Air Force Lt. Col Darrin Curtis said in a memo disclosed by the Army Times in 2008 that he believed a particularly large burn pit at Joint Base Balad, one of the largest air bases in Iraq, was an acute health hazard, and he was amazed that it was allowed to operate without restrictions.
Congressional hearings followed that featured sick veterans, contractors and family members who had lost a loved one from illnesses they attributed to burn pits. The Pentagon said that none of the monitoring conducted at Balad identified an increased risk for long-term health problems. It has maintained that position over the years but also acknowledges that some personnel have persistent symptoms, possibly as a result of elevated exposures to the smoke, existing health conditions or other unknown factors.
An Institute of Medicine study requested by the VA and made public in 2011 concluded there was insufficient data to determine whether burn pit emissions had long-term health consequences. The study found the pollutants measured at Balad were generally present at a concentration so low that it would not be expected to cause any harm, even if a person was exposed to that concentration for a lifetime. The two exceptions were particulate matter and acrolein.

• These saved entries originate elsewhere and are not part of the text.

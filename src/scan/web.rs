//! Web page scanner.

use std::sync::OnceLock;
use std::time::Duration;

use log::warn;
use regex::Regex;
use ego_tree::NodeRef;
use scraper::{Html, Node};

use crate::error::{Error, Result};
use crate::model::{ExtractionResult, Failure};

/// Fixed browser User-Agent sent with every fetch.
///
/// Some servers reject requests with default or empty agents.
pub const DEFAULT_USER_AGENT: &str = "Mozilla/5.0 (Windows NT 10.0; Win64; x64) \
     AppleWebKit/537.36 (KHTML, like Gecko) Chrome/91.0.4472.124 Safari/537.36";

/// Options for web scanning.
#[derive(Debug, Clone)]
pub struct WebScanOptions {
    /// User-Agent header sent with the request.
    pub user_agent: String,

    /// Request deadline. `None` (the default) means no internally enforced
    /// timeout; a caller requiring bounded latency sets this.
    pub timeout: Option<Duration>,
}

impl WebScanOptions {
    /// Create options with defaults.
    pub fn new() -> Self {
        Self {
            user_agent: DEFAULT_USER_AGENT.to_string(),
            timeout: None,
        }
    }

    /// Set the User-Agent header.
    pub fn with_user_agent(mut self, user_agent: impl Into<String>) -> Self {
        self.user_agent = user_agent.into();
        self
    }

    /// Set a request deadline.
    pub fn with_timeout(mut self, timeout: Duration) -> Self {
        self.timeout = Some(timeout);
        self
    }
}

impl Default for WebScanOptions {
    fn default() -> Self {
        Self::new()
    }
}

/// Fetches an HTTP resource and linearizes its visible text.
///
/// One unauthenticated GET per call; no cookies, sessions, or crawling.
/// `<script>` and `<style>` subtrees are dropped entirely, the remaining
/// text nodes are joined with line breaks, and column-like gaps (runs of
/// two-or-more spaces) are split into separate output lines.
pub struct WebPageScanner {
    options: WebScanOptions,
}

impl WebPageScanner {
    /// Create a scanner with default options.
    pub fn new() -> Self {
        Self::with_options(WebScanOptions::default())
    }

    /// Create a scanner with the given options.
    pub fn with_options(options: WebScanOptions) -> Self {
        Self { options }
    }

    /// Fetch `url` and extract its visible text.
    ///
    /// Never panics and never returns an error: network failures,
    /// non-success statuses, and timeouts degrade to an empty string with
    /// the failure recorded.
    pub fn extract(&self, url: &str) -> ExtractionResult {
        match self.try_extract(url) {
            Ok(text) => ExtractionResult::ok(text),
            Err(e) => {
                warn!("web extraction failed for {}: {}", url, e);
                ExtractionResult::degraded(String::new(), Failure::from(&e))
            }
        }
    }

    fn try_extract(&self, url: &str) -> Result<String> {
        let client = reqwest::blocking::Client::builder()
            .user_agent(&self.options.user_agent)
            .timeout(self.options.timeout)
            .build()?;

        let response = client.get(url).send()?;
        let status = response.status();
        if !status.is_success() {
            return Err(Error::HttpStatus(status.as_u16()));
        }

        // Force UTF-8 regardless of the server-declared charset; lossy
        // decoding defends against misconfigured servers.
        let body = response.bytes()?;
        let html = String::from_utf8_lossy(&body);

        Ok(crate::scan::nfc(&linearize_html(&html)))
    }
}

impl Default for WebPageScanner {
    fn default() -> Self {
        Self::new()
    }
}

/// Linearize an HTML document into cleaned text, one phrase per line.
///
/// Text nested inside `<script>` or `<style>` elements is excluded at any
/// nesting depth.
pub fn linearize_html(html: &str) -> String {
    let document = Html::parse_document(html);

    let mut raw = String::new();
    collect_text(document.tree.root(), &mut raw);

    static COLUMN_GAP: OnceLock<Regex> = OnceLock::new();
    let gap = COLUMN_GAP.get_or_init(|| Regex::new(r" {2,}").expect("valid regex"));

    let mut phrases = Vec::new();
    for line in raw.lines() {
        for phrase in gap.split(line.trim()) {
            let phrase = phrase.trim();
            if !phrase.is_empty() {
                phrases.push(phrase);
            }
        }
    }
    phrases.join("\n")
}

/// Append the text content of a node's subtree, skipping script/style.
fn collect_text(node: NodeRef<'_, Node>, out: &mut String) {
    for child in node.children() {
        match child.value() {
            Node::Element(el) => {
                let name = el.name();
                if name.eq_ignore_ascii_case("script") || name.eq_ignore_ascii_case("style") {
                    continue;
                }
                collect_text(child, out);
            }
            Node::Text(text) => {
                out.push_str(&text.text);
                out.push('\n');
            }
            _ => {}
        }
    }
}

Particulate matter is a mixture of small particles and liquid droplets that can lead to acute respiratory problems. But the high concentrations at Joint Base Balad came primarily from local sources such as traffic and dust storms, rather than the burn pit, according to the institute, which advises the government on health issues.
Acrolein is a liquid primarily used as a herbicide and in making other chemicals. Exposure can lead to eye, nose and throat irritation. Although the concentration exceeded precautionary levels set by the Environmental Protection Agency, it was still far below the concentration that led to nasal and lung damage in laboratory animals, the study said.
The Pentagon said it is continuing to study the potential hazards of burn pit exposure.
The VA opposed the legislation setting up the burn pit registry even though it has registries for those exposed to Agent Orange in Vietnam and for those who served during the Gulf War. The department did not oppose trying to track potential burn pit-related illnesses, just the mechanism proposed.
“We said it was not the best scientific approach for learning about long-term health outcomes and it really wasn’t necessary for outreach because we have other programs in place,” said Dr. Paul Ciminera, director of the VA’s Post-9/11 Era Environmental Health Program.
As to whether the burn pits lead to health problems in soldiers, Ciminera cited the Institute of Medicine report. “We need to do further research to see what the long-term effects could be,” he said.
Democratic Sen. Tom Udall of New Mexico, the lead Senate sponsor of the registry legislation, said he pushed ahead despite VA objections because the department seems to instinctively reject concerns that veterans are harmed by their surrounding environment. He cited Agent Orange as an example and said the VA initially resisted a link between the defoliant and the health of soldiers who served in Vietnam.
Many supporters of the registry, including Williams, are also participants in a class-action lawsuit filed against KBR Inc., which contracted with the government to operate several of the burn pits in Iraq and Afghanistan. Some 50 lawsuits were consolidated into one case in a Maryland federal court. The plaintiffs are seeking damages for various injuries, emotional distress and fear of future disease. KBR is seeking to dismiss the lawsuits on grounds it deserves the same immunity that prevents the plaintiffs from suing the federal government.
“Every type of waste imaginable was and is burned in these pits,” the plaintiffs said in their suit.
Veterans groups were big backers of the registry, and an often-divided Congress overwhelmingly sides with them rather than the VA.
“You’ve been told since you’re a little kid: ‘Don’t put a Styrofoam cup in a fire and breathe it because it’s bad for you,” said Ray Kelley, national legislative director for the Veterans of Foreign Wars. “They do that all day long on these stops along with Lord knows what else, from human waste to all sorts of garbage. You’re inhaling that on a daily basis. It can’t be good for you.”